Num mundo saturado de discursos inflamados, alianças frágeis e ameaças veladas, a palavra “paz” corre o risco de se tornar apenas um ornamento diplomático, muitas vezes repetida, mas raramente assumida. É neste contexto que a recente mensagem pascal do Papa Leão XIV ganha particular relevância: não como mais um apelo genérico, mas como uma interpelação directa à consciência do mundo.
Na sua mensagem, o Papa foi claro: “É urgente acabar com as guerras e procurar a paz com o diálogo”. A frase, simples e desarmante, expõe a evidência que tantas vezes é ignorada: a guerra não é inevitável, é uma escolha. E, como todas as escolhas humanas, carrega responsabilidade moral.
A guerra como falência ética
A tradição cristã nunca romantizou a guerra. Mesmo quando admitiu, em contextos históricos específicos, a doutrina da “guerra justa”, fê-lo com critérios exigentes que hoje parecem quase impossíveis de cumprir. No cenário actual, marcado por interesses económicos, manipulação informativa e desumanização do adversário, a guerra revela-se cada vez mais como uma falência ética global.
O papa denuncia precisamente essa distorção ao afirmar que há uma “idolatria do lucro que alimenta a violência da guerra”. Esta expressão é particularmente incisiva: não se trata apenas de conflitos entre nações, mas de sistemas que lucram com a instabilidade, com o medo e com a destruição.
Aqui, a consciência cristã não pode permanecer neutra. Não basta lamentar as vítimas; é necessário questionar as causas. Quem beneficia com a guerra? Que interesses se escondem por detrás das decisões políticas? E que papel tem cada cidadão (também o cristão) neste sistema?
A tentação da polarização
Outro traço marcante do nosso tempo é a polarização. As guerras não se travam apenas com armas, mas também com narrativas. Cada lado constrói a sua verdade, demoniza o outro e legitima a violência como defesa ou justiça.
Neste contexto, a advertência do papa sobre ameaças internacionais, consideradas por ele “verdadeiramente inaceitáveis”, aponta para um perigo crescente: a normalização da escalada. Quando a linguagem política se torna agressiva, prepara o terreno para a violência concreta.

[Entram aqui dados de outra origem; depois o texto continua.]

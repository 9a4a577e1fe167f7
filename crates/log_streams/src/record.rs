//! The canonical shape of a log record.

use std::collections::HashMap;

use serde::{Deserialize, Serialize};
use serde_json::{Map, Value};
use time::OffsetDateTime;

use crate::Level;

/// A single formatted log record.
///
/// This is also the representation stored in context buffers, so it round-trips through
/// `serde_json`.
#[derive(Clone, Debug, PartialEq, Serialize, Deserialize)]
pub struct LogRecord {
    /// Time at which the record was formatted, in UTC.
    #[serde(with = "time::serde::rfc3339")]
    pub time: OffsetDateTime,

    /// Severity at which the record is (or was last) emitted.
    pub level: Level,

    /// Fields contributed by the configured attachment producer.
    #[serde(default, skip_serializing_if = "HashMap::is_empty")]
    pub attachments: HashMap<String, String>,

    /// The caller-supplied payload.
    pub event: LogEvent,
}

impl LogRecord {
    /// Returns `true` if this record carries a serialized error.
    pub fn is_error_record(&self) -> bool {
        self.event.error.is_some()
    }
}

/// The per-call payload of a log record.
///
/// ```
/// use log_streams::LogEvent;
/// use serde_json::json;
///
/// let event = LogEvent::new("payment_confirmed")
///     .with_details("confirmed by issuer")
///     .with_field("attempt", json!(2));
///
/// assert_eq!(event.name, "payment_confirmed");
/// assert_eq!(event.extra.get("attempt"), Some(&json!(2)));
/// ```
#[derive(Clone, Debug, Default, PartialEq, Serialize, Deserialize)]
pub struct LogEvent {
    /// Short machine-friendly name of what happened.
    pub name: String,

    /// Optional human-readable description.
    #[serde(default, skip_serializing_if = "Option::is_none")]
    pub details: Option<String>,

    /// Serialized error, present only on error records.
    #[serde(default, skip_serializing_if = "Option::is_none")]
    pub error: Option<ErrorDetails>,

    /// Any other caller-supplied fields.
    #[serde(flatten)]
    pub extra: Map<String, Value>,
}

impl LogEvent {
    /// Creates an event with only a name.
    pub fn new(name: impl Into<String>) -> Self {
        Self {
            name: name.into(),
            ..Self::default()
        }
    }

    /// Sets the human-readable details.
    #[must_use]
    pub fn with_details(mut self, details: impl Into<String>) -> Self {
        self.details = Some(details.into());
        self
    }

    /// Adds an extra field to the event.
    ///
    /// The keys `name`, `details` and `error` are part of the event itself; extra fields using
    /// them are skipped with a warning.
    #[must_use]
    pub fn with_field(mut self, key: impl Into<String>, value: impl Into<Value>) -> Self {
        let key = key.into();
        if crate::keys::RESERVED_EVENT_KEYS.contains(key.as_str()) {
            tracing::warn!(
                "Attempting to add a reserved event key `{key}` as an extra field. Skipping."
            );
        } else {
            self.extra.insert(key, value.into());
        }
        self
    }
}

impl From<&str> for LogEvent {
    fn from(name: &str) -> Self {
        Self::new(name)
    }
}

impl From<String> for LogEvent {
    fn from(name: String) -> Self {
        Self::new(name)
    }
}

/// The serialized shape of an error attached to an error record.
#[derive(Clone, Debug, PartialEq, Serialize, Deserialize)]
pub struct ErrorDetails {
    /// Category name of the error.
    #[serde(rename = "type")]
    pub kind: String,

    /// Display message of the error.
    pub message: String,

    /// Fields contributed by the error itself.
    #[serde(flatten)]
    pub extra: Map<String, Value>,
}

A fé cristã, porém, recusa esta lógica binária. O Evangelho não reconhece inimigos absolutos, mas pessoas feridas, errantes, mas sempre humanas. A paz cristã não é ingenuidade; é uma escolha exigente que passa pelo reconhecimento da dignidade do outro, mesmo quando ele é adversário.
Consciência cristã: entre o silêncio e a responsabilidade
Perante este cenário, impõe-se uma pergunta incómoda: onde estão os cristãos? Em muitos casos, encontram-se divididos, absorvidos por debates ideológicos ou simplesmente resignados. A paz torna-se um ideal abstracto, distante da vida concreta.
Mas a mensagem pascal recorda que a fé não é evasão, mas compromisso. Se Cristo ressuscitado é a vitória da vida sobre a morte, então cada forma de violência é uma negação dessa vitória. Ser cristão implica, por isso, formar uma consciência crítica, capaz de discernir e de agir.
Isso significa: recusar discursos de ódio, mesmo quando parecem justificados; promover o diálogo nas pequenas e grandes esferas da vida; educar para a paz, começando nas famílias e comunidades; exigir responsabilidade aos líderes políticos.
A paz como tarefa espiritual e política
A paz não é apenas ausência de guerra; é construção activa de justiça. E, aqui, a Igreja tem um papel insubstituível: recordar que não há verdadeira paz sem verdade, sem justiça e sem conversão do coração.
Ao insistir no diálogo como caminho, o Papa não propõe uma solução ingénua, mas profundamente realista. A História mostra que todas as guerras terminam à mesa das negociações. A grande questão é saber quantas vidas são perdidas até lá.
Conclusão: escolher a paz
Num tempo em que a guerra parece, para muitos, uma fatalidade, a voz da Igreja surge como um contraponto necessário. Não com soluções técnicas, mas com uma exigência moral clara: a paz é possível e é uma responsabilidade.
A frase do Papa ecoa como um desafio directo: “É urgente acabar com as guerras”. Não amanhã, não quando for conveniente, mas agora.
A questão que permanece é simples e inquietante: estaremos dispostos a pagar o preço da paz, ou continuaremos a aceitar o custo — sempre mais alto — da guerra?